Liew contended that speech containing expletives, profanity, crude references, hate speech or incitements to violence are not expressions protected under Article 10(1)(a) of the Federal Constitution.
He said free speech should serve to disseminate truth, uphold the dignity of others, and facilitate informed decision-making.
Liew said Parliament was empowered by law to impose a permissible restriction on grounds of public order or morality as provided under Article 10(2)(a).
He argued Section 233(1)(a) of the CMA does not violate the constitution as it imposes a reasonable restriction.
Section 233(1)(a) of the CMA makes it an offence for a person to make, create, solicit or initiate the transmission of any online comment which is “obscene, indecent, false, menacing or offensive” with “intent to annoy, abuse, threaten or harass another person”.
“’Annoy’ is taken to mean annoyance that would generally and reasonably affect an ordinary person,” Liew said when urging the bench to dismiss Quah’s appeal against a ruling of the Shah Alam High Court handed down in 2023.

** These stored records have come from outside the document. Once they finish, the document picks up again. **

//! Typed error handling and the HTTP error translator
//!
//! Every layer of the dispatch engine (codec, data sources, controllers,
//! handlers) returns [`ApiError`]. The [`IntoResponse`] implementation on
//! [`ApiError`] is the single place where a failure becomes a status code,
//! a response body and a log line.
//!
//! # Error Categories
//!
//! - [`ApiError::Http`]: a classified failure carrying its own status code and
//!   optional structured sub-errors (see [`HttpError`])
//! - [`ApiError::Decode`]: a request document could not be turned into a record
//! - [`ApiError::Internal`]: anything unclassified; reported as a bare 500
//!
//! # Example
//!
//! ```rust,ignore
//! use restful::prelude::*;
//!
//! async fn find_one(&self, id: &str, _req: &Request) -> ApiResult<Post> {
//!     self.posts
//!         .get(id)
//!         .cloned()
//!         .ok_or_else(|| HttpError::not_found(format!("post with id '{}' not found", id)).into())
//! }
//! ```

use axum::http::StatusCode;
use axum::http::header::CONTENT_TYPE;
use axum::response::{IntoResponse, Response};
use serde::Serialize;
use std::fmt;

/// The error type flowing through every request
#[derive(Debug)]
pub enum ApiError {
    /// Classified error with an explicit HTTP status
    Http(HttpError),

    /// The request document could not be decoded into a record
    Decode(DecodeError),

    /// Unclassified failure; never exposed to clients
    Internal(anyhow::Error),
}

impl fmt::Display for ApiError {
    fn fmt(&self, f: &mut fmt::Formatter<'_>) -> fmt::Result {
        match self {
            ApiError::Http(e) => write!(f, "{}", e),
            ApiError::Decode(e) => write!(f, "{}", e),
            ApiError::Internal(e) => write!(f, "Internal error: {:#}", e),
        }
    }
}

impl std::error::Error for ApiError {
    fn source(&self) -> Option<&(dyn std::error::Error + 'static)> {
        match self {
            ApiError::Http(e) => Some(e),
            ApiError::Decode(e) => Some(e),
            ApiError::Internal(e) => Some(&**e),
        }
    }
}

impl ApiError {
    /// Shortcut for an unclassified error built from a message
    pub fn internal(message: impl fmt::Display) -> Self {
        ApiError::Internal(anyhow::anyhow!("{}", message))
    }

    /// Get the HTTP status code this error translates to
    pub fn status_code(&self) -> StatusCode {
        match self {
            ApiError::Http(e) => e.status,
            ApiError::Decode(_) => StatusCode::BAD_REQUEST,
            ApiError::Internal(_) => StatusCode::INTERNAL_SERVER_ERROR,
        }
    }
}

impl IntoResponse for ApiError {
    fn into_response(self) -> Response {
        let status = self.status_code();

        if status.is_server_error() {
            tracing::error!(status = status.as_u16(), error = %self, "request failed");
        } else {
            tracing::warn!(status = status.as_u16(), error = %self, "request rejected");
        }

        match self {
            ApiError::Http(e) => e.into_response(),
            ApiError::Decode(e) => HttpError::from(e).into_response(),
            // Internals stay in the log
            ApiError::Internal(_) => StatusCode::INTERNAL_SERVER_ERROR.into_response(),
        }
    }
}

// =============================================================================
// HTTP Errors
// =============================================================================

/// An error with an explicit HTTP status
///
/// Constructed by data sources and controllers to classify their failures.
/// When `errors` is non-empty the client receives them as a JSON
/// `{"errors": [...]}` document, otherwise the plain `message`.
#[derive(Debug, Clone, PartialEq)]
pub struct HttpError {
    /// Status code sent to the client
    pub status: StatusCode,

    /// Human-readable message, used as the body when there are no sub-errors
    pub message: String,

    /// Optional structured sub-errors
    pub errors: Vec<ErrorObject>,
}

impl HttpError {
    pub fn new(status: StatusCode, message: impl Into<String>) -> Self {
        Self {
            status,
            message: message.into(),
            errors: Vec::new(),
        }
    }

    pub fn bad_request(message: impl Into<String>) -> Self {
        Self::new(StatusCode::BAD_REQUEST, message)
    }

    pub fn unauthorized(message: impl Into<String>) -> Self {
        Self::new(StatusCode::UNAUTHORIZED, message)
    }

    pub fn forbidden(message: impl Into<String>) -> Self {
        Self::new(StatusCode::FORBIDDEN, message)
    }

    pub fn not_found(message: impl Into<String>) -> Self {
        Self::new(StatusCode::NOT_FOUND, message)
    }

    pub fn conflict(message: impl Into<String>) -> Self {
        Self::new(StatusCode::CONFLICT, message)
    }

    /// Append one structured sub-error
    pub fn with_error(mut self, error: ErrorObject) -> Self {
        self.errors.push(error);
        self
    }

    /// Append several structured sub-errors, keeping their order
    pub fn with_errors(mut self, errors: impl IntoIterator<Item = ErrorObject>) -> Self {
        self.errors.extend(errors);
        self
    }

    /// The structured error document, if there are sub-errors
    pub fn to_document(&self) -> Option<ErrorDocument<'_>> {
        if self.errors.is_empty() {
            None
        } else {
            Some(ErrorDocument {
                errors: &self.errors,
            })
        }
    }
}

impl fmt::Display for HttpError {
    fn fmt(&self, f: &mut fmt::Formatter<'_>) -> fmt::Result {
        write!(f, "{} ({})", self.message, self.status.as_u16())
    }
}

impl std::error::Error for HttpError {}

impl IntoResponse for HttpError {
    fn into_response(self) -> Response {
        let document = self.to_document().map(|doc| serde_json::to_vec(&doc));
        match document {
            Some(Ok(body)) => (self.status, [(CONTENT_TYPE, "application/json")], body).into_response(),
            Some(Err(e)) => {
                tracing::error!(error = %e, "failed to serialize error document");
                StatusCode::INTERNAL_SERVER_ERROR.into_response()
            }
            None => (self.status, self.message).into_response(),
        }
    }
}

impl From<HttpError> for ApiError {
    fn from(err: HttpError) -> Self {
        ApiError::Http(err)
    }
}

/// Wire form of a structured error list
#[derive(Debug, Serialize)]
pub struct ErrorDocument<'a> {
    pub errors: &'a [ErrorObject],
}

/// A single structured error entry (JSON-API style)
#[derive(Debug, Clone, Default, PartialEq, Serialize)]
pub struct ErrorObject {
    #[serde(skip_serializing_if = "Option::is_none")]
    pub id: Option<String>,

    /// HTTP status as a string, e.g. `"403"`
    #[serde(skip_serializing_if = "Option::is_none")]
    pub status: Option<String>,

    /// Application-specific error code
    #[serde(skip_serializing_if = "Option::is_none")]
    pub code: Option<String>,

    /// Short summary
    #[serde(skip_serializing_if = "Option::is_none")]
    pub title: Option<String>,

    /// Explanation specific to this occurrence
    #[serde(skip_serializing_if = "Option::is_none")]
    pub detail: Option<String>,

    /// What part of the request caused the error
    #[serde(skip_serializing_if = "Option::is_none")]
    pub source: Option<ErrorSource>,
}

impl ErrorObject {
    pub fn new(title: impl Into<String>) -> Self {
        Self {
            title: Some(title.into()),
            ..Self::default()
        }
    }

    pub fn with_status(mut self, status: StatusCode) -> Self {
        self.status = Some(status.as_u16().to_string());
        self
    }

    pub fn with_code(mut self, code: impl Into<String>) -> Self {
        self.code = Some(code.into());
        self
    }

    pub fn with_detail(mut self, detail: impl Into<String>) -> Self {
        self.detail = Some(detail.into());
        self
    }

    pub fn with_pointer(mut self, pointer: impl Into<String>) -> Self {
        self.source = Some(ErrorSource {
            pointer: pointer.into(),
        });
        self
    }
}

/// JSON pointer into the request document
#[derive(Debug, Clone, PartialEq, Serialize)]
pub struct ErrorSource {
    pub pointer: String,
}

// =============================================================================
// Decode Errors
// =============================================================================

/// Failures while turning a wire document into records
#[derive(Debug, thiserror::Error)]
pub enum DecodeError {
    /// The document does not have a recognizable shape
    #[error("Invalid document: {message}")]
    InvalidDocument { message: String },

    /// A field value cannot be converted to the field's declared type
    #[error("Invalid value for field '{field}': {message}")]
    FieldType { field: String, message: String },

    /// The merged record was rejected for a reason not tied to one field
    #[error("Invalid record: {message}")]
    Record { message: String },
}

impl DecodeError {
    pub fn error_code(&self) -> &'static str {
        match self {
            DecodeError::InvalidDocument { .. } => "INVALID_DOCUMENT",
            DecodeError::FieldType { .. } => "INVALID_FIELD",
            DecodeError::Record { .. } => "INVALID_RECORD",
        }
    }
}

impl From<DecodeError> for HttpError {
    fn from(err: DecodeError) -> Self {
        let mut entry = ErrorObject::new("Invalid request document")
            .with_status(StatusCode::BAD_REQUEST)
            .with_code(err.error_code())
            .with_detail(err.to_string());
        if let DecodeError::FieldType { field, .. } = &err {
            entry = entry.with_pointer(format!("/{}", field));
        }
        HttpError::bad_request(err.to_string()).with_error(entry)
    }
}

impl From<DecodeError> for ApiError {
    fn from(err: DecodeError) -> Self {
        ApiError::Decode(err)
    }
}

// =============================================================================
// Registration Errors
// =============================================================================

/// Programmer errors detected while registering a resource
///
/// `Api::add_resource` treats these as fatal.
#[derive(Debug, thiserror::Error)]
pub enum RegistrationError {
    #[error("record type `{type_name}` must be a plain struct serializing to a JSON object, got {found}")]
    NotAStruct {
        type_name: &'static str,
        found: &'static str,
    },

    #[error("record type `{type_name}` cannot be serialized: {message}")]
    Prototype {
        type_name: &'static str,
        message: String,
    },

    #[error("fields '{first}' and '{second}' of `{type_name}` both map to wire key '{wire_key}'")]
    AmbiguousField {
        type_name: &'static str,
        first: String,
        second: String,
        wire_key: String,
    },

    #[error("a resource named '{name}' is already registered")]
    DuplicateName { name: String },
}

// =============================================================================
// Conversions from external errors
// =============================================================================

impl From<anyhow::Error> for ApiError {
    fn from(err: anyhow::Error) -> Self {
        ApiError::Internal(err)
    }
}

// =============================================================================
// Result type alias
// =============================================================================

/// A specialized Result type for dispatch operations
pub type ApiResult<T> = Result<T, ApiError>;

// =============================================================================
// Tests
// =============================================================================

The civil action by Quah, the founder of Refuge for Refugees, targeted the validity of the words “offensive” and “annoy” in the provision.
In July 2021, she was charged in the Kuala Lumpur sessions court with posting offensive online comments on Facebook which highlighted the alleged mistreatment of refugees at immigration detention centres.
In April 2022, the sessions court here granted her a discharge not amounting to an acquittal (DNAA) over a charge of improper use of network facilities.
This was after the trial judge accepted a preliminary objection that the charge was defective as it did not comply with the requirements of Section 233 of the CMA.
She then filed a civil action for a declaration that the words “offensive” and “annoy” in the provision were invalid and contravened two fundamental human rights safeguarded by the constitution.
These were the right to equality before the law and freedom of speech, respectively protected under Articles 8 and 10 of the constitution.
Malik submitted that Quah had locus standi to bring the constitutional challenge despite being given the DNAA.
“The appellant’s constitutional right was affected when she was charged. There is a possibility that she could be charged again,” he said.
He said the words “annoy” and “offensive” are unconstitutional as they are not a permissible restriction under public order, as prescribed by the constitution.
Malik also argued that the penalty of imprisonment and the hefty fine which may be imposed for offensive speech was too harsh, especially if it has not caused actual harm to another person.